This section reviews—

Handbook of Forensic Services—New Hampshire

Overview
Forensic laboratory services are available to all local, state, and federal law enforcement agencies in New Hampshire for assistance in criminal investigations and legal proceedings. The handbook describes a range of forensic services offered by the New Hampshire State Police Forensic Laboratory, including analysis of controlled drugs, biological materials/DNA, digital evidence, fingerprints, fire debris, firearms, photography, trace evidence, blood and urine toxicology, and breath alcohol.

Goals
The handbook provides law enforcement personnel with guidance and procedures for safe and efficient methods of collecting and preserving physical evidence. It is the mission of the State of New Hampshire State Police Forensic Laboratory to analyze evidence from criminal investigations in a manner that will minimize loss, contamination, and deleterious change.

Making the Idea a Reality
The Handbook of Forensic Services was developed collaboratively by lab personnel and the laboratory director. Laboratory analysts wrote procedures for proper evidence collection and preservation within their respective disciplines. These drafts were combined into a draft handbook. This draft was distributed to all laboratory examiners for a second review. The final product was then presented to the laboratory director for editing and final approval. Copies of the handbook were distributed to all law enforcement agencies throughout the state.

Benefits to Victims
Only through proper collection and preservation can forensic scientists derive the maximum amount of information from the physical evidence they receive. This information may be used by law enforcement personnel to identify an unknown assailant, refute an assailant's claim of innocence, or substantiate the victim's account of the use of force. Prosecutors routinely rely on this information to successfully prosecute criminal defendants.

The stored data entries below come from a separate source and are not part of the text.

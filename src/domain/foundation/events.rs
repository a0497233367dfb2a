//! Event infrastructure shared by domain and integration events.
//!
//! - `EventId` - Unique identifier for events (deduplication)
//! - `EventMetadata` - Tracing and correlation context
//! - `EventEnvelope` - Transport wrapper used on the broker
//! - `DomainEvent` - Trait that all domain events implement
//! - `domain_event!` - Macro to simplify DomainEvent implementations

use serde::{Deserialize, Serialize};
use serde_json::Value as JsonValue;
use std::fmt;
use std::str::FromStr;
use uuid::Uuid;

use super::Timestamp;

// ============================================
// DomainEvent Trait
// ============================================

/// Identity and routing facts every domain event exposes.
///
/// Implemented through `domain_event!`.
pub trait DomainEvent: Send + Sync {
    /// Returns the event type string (e.g., "journey.created").
    fn event_type(&self) -> &'static str;

    /// Returns the ID of the aggregate that emitted this event.
    fn aggregate_id(&self) -> String;

    /// Returns the type of aggregate (e.g., "Journey").
    fn aggregate_type(&self) -> &'static str;

    /// Returns when the event occurred.
    fn occurred_at(&self) -> Timestamp;

    /// Returns the unique ID for this event instance.
    fn event_id(&self) -> EventId;
}

/// Macro to implement DomainEvent trait with minimal boilerplate.
///
/// # Example
///
/// ```ignore
/// domain_event!(
///     JourneyCreated,
///     event_type = "journey.created",
///     aggregate_id = journey_id,
///     aggregate_type = "Journey",
///     occurred_at = occurred_at,
///     event_id = event_id
/// );
/// ```
#[macro_export]
macro_rules! domain_event {
    (
        $event_name:ident,
        event_type = $event_type:expr,
        aggregate_id = $agg_id_field:ident,
        aggregate_type = $agg_type:expr,
        occurred_at = $occurred_field:ident,
        event_id = $event_id_field:ident
    ) => {
        impl $event_name {
            /// Stable type tag stored in the outbox.
            pub const EVENT_TYPE: &'static str = $event_type;
        }

        impl $crate::domain::foundation::DomainEvent for $event_name {
            fn event_type(&self) -> &'static str {
                $event_type
            }

            fn aggregate_id(&self) -> String {
                self.$agg_id_field.to_string()
            }

            fn aggregate_type(&self) -> &'static str {
                $agg_type
            }

            fn occurred_at(&self) -> $crate::domain::foundation::Timestamp {
                self.$occurred_field
            }

            fn event_id(&self) -> $crate::domain::foundation::EventId {
                self.$event_id_field
            }
        }
    };
}

// Re-export the macro
pub use crate::domain_event;

/// Unique identifier for events (used for deduplication).
///
/// The outbox row id and the broker message id are both this value, so a
/// consumer sees the same id no matter how many times a row is relayed.
#[derive(Debug, Clone, Copy, PartialEq, Eq, Hash, PartialOrd, Ord, Serialize, Deserialize)]
#[serde(transparent)]
pub struct EventId(Uuid);

impl EventId {
    /// Creates a new random EventId using UUID v4.
    pub fn new() -> Self {
        Self(Uuid::new_v4())
    }

    /// Creates an EventId from an existing UUID.
    pub fn from_uuid(uuid: Uuid) -> Self {
        Self(uuid)
    }

    /// Returns the inner UUID.
    pub fn as_uuid(&self) -> &Uuid {
        &self.0
    }
}

impl Default for EventId {
    fn default() -> Self {
        Self::new()
    }
}

impl fmt::Display for EventId {
    fn fmt(&self, f: &mut fmt::Formatter<'_>) -> fmt::Result {
        write!(f, "{}", self.0)
    }
}

impl FromStr for EventId {
    type Err = uuid::Error;

    fn from_str(s: &str) -> Result<Self, Self::Err> {
        Ok(Self(Uuid::parse_str(s)?))
    }
}

/// Metadata for tracing and correlation.
#[derive(Debug, Clone, Default, PartialEq, Eq, Serialize, Deserialize)]
pub struct EventMetadata {
    /// ID linking related events across a single user request.
    #[serde(skip_serializing_if = "Option::is_none")]
    pub correlation_id: Option<String>,

    /// ID of the event that directly caused this event.
    #[serde(skip_serializing_if = "Option::is_none")]
    pub causation_id: Option<String>,

    /// Relay attempt that produced this delivery (1-based).
    #[serde(skip_serializing_if = "Option::is_none")]
    pub delivery_attempt: Option<u32>,
}

/// What travels on the broker: a camelCase payload plus routing fields.
///
/// `event_id` is the source domain event's id. Consumers key their
/// dedup ledgers on it.
#[derive(Debug, Clone, PartialEq, Serialize, Deserialize)]
pub struct EventEnvelope {
    /// Unique ID for this event instance.
    pub event_id: EventId,

    /// Event type for routing (e.g., "journey.created.v1").
    pub event_type: String,

    /// Schema version number (extracted from event_type).
    pub schema_version: u32,

    /// ID of the aggregate that emitted this event.
    pub aggregate_id: String,

    /// Type of aggregate (e.g., "Journey").
    pub aggregate_type: String,

    /// When the event occurred.
    pub occurred_at: Timestamp,

    /// Event-specific payload as JSON.
    pub payload: JsonValue,

    /// Tracing and correlation metadata.
    #[serde(default)]
    pub metadata: EventMetadata,
}

impl EventEnvelope {
    /// Creates a new EventEnvelope with required fields.
    ///
    /// Extracts the schema version from the event_type suffix ("journey.created.v2" → 2),
    /// defaulting to v1.
    pub fn new(
        event_id: EventId,
        event_type: impl Into<String>,
        aggregate_id: impl Into<String>,
        aggregate_type: impl Into<String>,
        occurred_at: Timestamp,
        payload: JsonValue,
    ) -> Self {
        let event_type = event_type.into();
        let schema_version = Self::extract_version(&event_type);

        Self {
            event_id,
            event_type,
            schema_version,
            aggregate_id: aggregate_id.into(),
            aggregate_type: aggregate_type.into(),
            occurred_at,
            payload,
            metadata: EventMetadata::default(),
        }
    }

    /// Extracts version number from event_type string.
    pub(crate) fn extract_version(event_type: &str) -> u32 {
        event_type
            .rsplit_once(".v")
            .and_then(|(_, version_str)| version_str.parse::<u32>().ok())
            .unwrap_or(1)
    }

    /// Add correlation ID for request tracing.
    pub fn with_correlation_id(mut self, id: impl Into<String>) -> Self {
        self.metadata.correlation_id = Some(id.into());
        self
    }

    /// Add causation ID (ID of event that caused this one).
    pub fn with_causation_id(mut self, id: impl Into<String>) -> Self {
        self.metadata.causation_id = Some(id.into());
        self
    }

    /// Record which relay attempt produced this delivery.
    pub fn with_delivery_attempt(mut self, attempt: u32) -> Self {
        self.metadata.delivery_attempt = Some(attempt);
        self
    }
}

#[cfg(test)]
mod tests {
    use super::*;
    use serde_json::json;

    fn envelope(event_type: &str) -> EventEnvelope {
        EventEnvelope::new(
            EventId::new(),
            event_type,
            "agg-1",
            "Journey",
            Timestamp::now(),
            json!({"value": 42}),
        )
    }

    #[test]
    fn event_id_generates_unique_values() {
        assert_ne!(EventId::new(), EventId::new());
    }

    #[test]
    fn event_id_round_trips_through_string() {
        let id = EventId::new();
        let parsed: EventId = id.to_string().parse().unwrap();
        assert_eq!(id, parsed);
    }

    #[test]
    fn event_metadata_serializes_without_none_fields() {
        let meta = EventMetadata {
            correlation_id: Some("req-123".to_string()),
            ..Default::default()
        };
        let json = serde_json::to_string(&meta).unwrap();
        assert!(json.contains("correlation_id"));
        assert!(!json.contains("causation_id"));
        assert!(!json.contains("delivery_attempt"));
    }

    #[test]
    fn envelope_extracts_version_from_event_type() {
        assert_eq!(envelope("journey.created.v2").schema_version, 2);
        assert_eq!(envelope("journey.created.v10").schema_version, 10);
        assert_eq!(envelope("legacy.event").schema_version, 1);
    }

    #[test]
    fn envelope_builder_chain() {
        let env = envelope("journey.created.v1")
            .with_correlation_id("req-1")
            .with_causation_id("evt-0")
            .with_delivery_attempt(3);

        assert_eq!(env.metadata.correlation_id.as_deref(), Some("req-1"));
        assert_eq!(env.metadata.causation_id.as_deref(), Some("evt-0"));
        assert_eq!(env.metadata.delivery_attempt, Some(3));
    }

    #[test]
    fn envelope_deserializes_without_metadata() {
        let env = envelope("journey.created.v1");
        let mut value = serde_json::to_value(&env).unwrap();
        value.as_object_mut().unwrap().remove("metadata");

        let restored: EventEnvelope = serde_json::from_value(value).unwrap();
        assert_eq!(restored.event_id, env.event_id);
        assert_eq!(restored.metadata, EventMetadata::default());
    }
}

Benefits to Victim Service Professionals
Victim service professionals can operate more effectively within their respective roles when they are confident that evidence from a crime of violence will be properly collected and preserved for analysis in the forensic laboratory.

Contact Information
New Hampshire State Police Forensic Laboratory
Timothy J. Pifer, Laboratory Director
33 Hazen Drive
Concord, NH 03305
603–271–3573

Sexual Assault Kit Tracking Application—West Virginia

Overview
The Sexual Assault Kit Tracking Application (SAKiTA) provides feedback to sexual assault forensic examiners (SAFEs, SANEs) about the quality of samples collected at the facility.

Unfortunately, few crime laboratories have a system in place for providing feedback to health care providers who collect sexual assault evidence. Some crime laboratories even refuse to give the information to anyone other than the prosecutor. This means that unless a case goes to trial, it is unlikely that the SANE will ever know the results of the evidence collected.

Goals

Making the Idea a Reality
The West Virginia Foundation for Rape Information and Services (FRIS) worked closely with the West Virginia State Police Forensic Laboratory and Marshall University Forensic Science Center to develop a secure tracking system that would provide feedback for SANEs and physicians. Ronnie Jewell of the Computer Forensic Laboratory and Marshall University Forensic Science Center developed SAKiTA to meet that need; the application was implemented in January 2006.

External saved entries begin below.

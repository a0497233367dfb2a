//! In-memory read-model stores.
//!
//! Each store keeps its rows and its dedup ledger behind one lock, so the
//! check, the change and the ledger entry happen as a single step.

use async_trait::async_trait;
use chrono::NaiveDate;
use std::collections::{BTreeMap, HashMap, HashSet};
use std::sync::Arc;
use tokio::sync::Mutex;

use super::InMemoryOutbox;
use crate::domain::foundation::{DomainError, EventId, MonthPeriod, Timestamp, UserId};
use crate::domain::outbox::OutboxEvent;
use crate::domain::reward::{DailyGoal, DailyRewardProgress};
use crate::domain::statistics::{
    AdjustmentKey, AdjustmentOutcome, MonthlyAdjustment, MonthlyDistance, OnMissing,
};
use crate::ports::{
    ContributionOutcome, DailyRewardRepository, MonthlyDistanceRepository, OutboxRecord,
    RewardContribution,
};

#[derive(Default)]
struct MonthlyState {
    rows: BTreeMap<(UserId, MonthPeriod), MonthlyDistance>,
    applied: HashSet<AdjustmentKey>,
}

/// Monthly totals keyed by (user, period).
#[derive(Default)]
pub struct InMemoryMonthlyDistanceRepository {
    state: Mutex<MonthlyState>,
}

impl InMemoryMonthlyDistanceRepository {
    pub fn new() -> Self {
        Self::default()
    }
}

#[async_trait]
impl MonthlyDistanceRepository for InMemoryMonthlyDistanceRepository {
    async fn apply(
        &self,
        adjustment: &MonthlyAdjustment,
        now: Timestamp,
    ) -> Result<AdjustmentOutcome, DomainError> {
        let mut state = self.state.lock().await;
        if state.applied.contains(&adjustment.key) {
            return Ok(AdjustmentOutcome::Duplicate);
        }

        let row_key = (adjustment.user_id.clone(), adjustment.period);
        let outcome = match state.rows.get_mut(&row_key) {
            Some(row) => {
                let clamped = row.apply(adjustment.delta, now);
                AdjustmentOutcome::Applied {
                    total: row.total,
                    clamped,
                }
            }
            None => match adjustment.on_missing {
                OnMissing::CreateWith(total) => {
                    let row = MonthlyDistance::new(
                        adjustment.user_id.clone(),
                        adjustment.period,
                        total,
                        now,
                    );
                    state.rows.insert(row_key, row);
                    AdjustmentOutcome::Applied {
                        total,
                        clamped: false,
                    }
                }
                OnMissing::Skip => AdjustmentOutcome::SkippedMissing,
            },
        };

        state.applied.insert(adjustment.key);
        Ok(outcome)
    }

    async fn find(
        &self,
        user_id: &UserId,
        period: MonthPeriod,
    ) -> Result<Option<MonthlyDistance>, DomainError> {
        Ok(self
            .state
            .lock()
            .await
            .rows
            .get(&(user_id.clone(), period))
            .cloned())
    }

    async fn list_for_user(&self, user_id: &UserId) -> Result<Vec<MonthlyDistance>, DomainError> {
        Ok(self
            .state
            .lock()
            .await
            .rows
            .values()
            .filter(|r| &r.user_id == user_id)
            .cloned()
            .collect())
    }
}

#[derive(Default)]
struct RewardState {
    rows: HashMap<(UserId, NaiveDate), DailyRewardProgress>,
    credited: HashSet<EventId>,
}

/// Daily progress keyed by (user, date), writing goal events to `outbox`.
pub struct InMemoryDailyRewardRepository {
    state: Mutex<RewardState>,
    outbox: Arc<InMemoryOutbox>,
}

impl InMemoryDailyRewardRepository {
    pub fn new(outbox: Arc<InMemoryOutbox>) -> Self {
        Self {
            state: Mutex::new(RewardState::default()),
            outbox,
        }
    }
}

#[async_trait]
impl DailyRewardRepository for InMemoryDailyRewardRepository {
    async fn apply_contribution(
        &self,
        contribution: &RewardContribution,
        goal: &DailyGoal,
        now: Timestamp,
    ) -> Result<ContributionOutcome, DomainError> {
        let mut state = self.state.lock().await;
        if state.credited.contains(&contribution.source_event_id) {
            return Ok(ContributionOutcome::Duplicate);
        }

        let key = (contribution.user_id.clone(), contribution.date);
        let current = state.rows.get(&key).cloned().unwrap_or_else(|| {
            DailyRewardProgress::start(contribution.user_id.clone(), contribution.date, now)
        });
        let (progress, achieved) = current.add_contribution(
            contribution.distance,
            goal,
            contribution.source_event_id,
            now,
        );

        if let Some(event) = &achieved {
            let record = OutboxRecord::from_event(&OutboxEvent::from(event.clone()))?;
            self.outbox.append(vec![record]).await;
        }

        state.rows.insert(key, progress.clone());
        state.credited.insert(contribution.source_event_id);

        Ok(ContributionOutcome::Applied { progress, achieved })
    }

    async fn find(
        &self,
        user_id: &UserId,
        date: NaiveDate,
    ) -> Result<Option<DailyRewardProgress>, DomainError> {
        Ok(self
            .state
            .lock()
            .await
            .rows
            .get(&(user_id.clone(), date))
            .cloned())
    }
}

The state sexual assault coalition's Web site, which is hosted at a secure location through Marshall University's Forensic Science Center, runs SAKiTA. SAKiTA has three levels of administration: SANE (medical provider), WV State Police Forensic Laboratory, and FRIS/Marshall University Forensic Science Center.

Here's how SAKiTA works

Feedback provided by SAKiTA
SANEs and other health care providers who use this system in West Virginia will get immediate feedback on the results of all swabs submitted for analysis. They will be told which swabs are positive and which are not, as well as whether the evidence was packaged and dried correctly by the examiner. In addition, they will be informed if sperm were found, if DNA was identified, and from which sources. Space is also available for the laboratory personnel to provide additional feedback on the evidence submitted. [The feedback form is available in this toolkit.].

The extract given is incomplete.